# Task item
Each line below from the one containing "let config: AppConfig" through the one containing "directories as needed." is to be given again exactly, and no line outside that span.

=== Data for analysis ===

//! Config file storage.
//!
//! Cross-platform: uses the appropriate config directory for each OS.

use std::path::{Path, PathBuf};

use log::{debug, info};

use crate::config::AppConfig;
use crate::error::{ColorWallError, Result};

// =============================================================================
// Config Path
// =============================================================================

const APP_NAME: &str = "color-wall";
const CONFIG_FILE: &str = "config.json";

/// Get the configuration directory path.
/// - Linux: ~/.config/color-wall/
/// - Windows: %APPDATA%\color-wall\
pub fn get_config_dir() -> Result<PathBuf> {
    dirs::config_dir()
        .map(|p| p.join(APP_NAME))
        .ok_or_else(|| ColorWallError::Config("Could not find config directory".into()))
}

/// Get the full path to the config file.
pub fn get_config_path() -> Result<PathBuf> {
    Ok(get_config_dir()?.join(CONFIG_FILE))
}

// =============================================================================
// Storage Functions
// =============================================================================

/// Load configuration from `path`. A missing file yields the defaults.
pub fn load_config_from(path: &Path) -> Result<AppConfig> {
    if !path.exists() {
        debug!("No config at {}, using defaults", path.display());
        return Ok(AppConfig::default());
    }

    let content = std::fs::read_to_string(path)
        .map_err(|e| ColorWallError::Config(format!("Failed to read config: {}", e)))?;

    let config: AppConfig = serde_json::from_str(&content)
        .map_err(|e| ColorWallError::Config(format!("Failed to parse config: {}", e)))?;

    config
        .effects
        .validate()
        .map_err(|e| ColorWallError::Config(format!("Invalid effect options: {}", e)))?;

    Ok(config)
}

/// Save configuration to `path`, creating parent directories as needed.
pub fn save_config_to(path: &Path, config: &AppConfig) -> Result<()> {
    if let Some(dir) = path.parent() {
        std::fs::create_dir_all(dir)
            .map_err(|e| ColorWallError::Config(format!("Failed to create config dir: {}", e)))?;
    }

    let content = serde_json::to_string_pretty(config)
        .map_err(|e| ColorWallError::Config(format!("Failed to serialize config: {}", e)))?;

    std::fs::write(path, content)
        .map_err(|e| ColorWallError::Config(format!("Failed to write config: {}", e)))?;

    info!("Saved config to {}", path.display());
    Ok(())
}

/// Load configuration from the default location.
pub fn load_config() -> Result<AppConfig> {
    load_config_from(&get_config_path()?)
}

/// Save configuration to the default location.
pub fn save_config(config: &AppConfig) -> Result<()> {
    save_config_to(&get_config_path()?, config)
}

===

# Worked solution
    let config: AppConfig = serde_json::from_str(&content)
        .map_err(|e| ColorWallError::Config(format!("Failed to parse config: {}", e)))?;

    config
        .effects
        .validate()
        .map_err(|e| ColorWallError::Config(format!("Invalid effect options: {}", e)))?;

    Ok(config)
}

/// Save configuration to `path`, creating parent directories as needed.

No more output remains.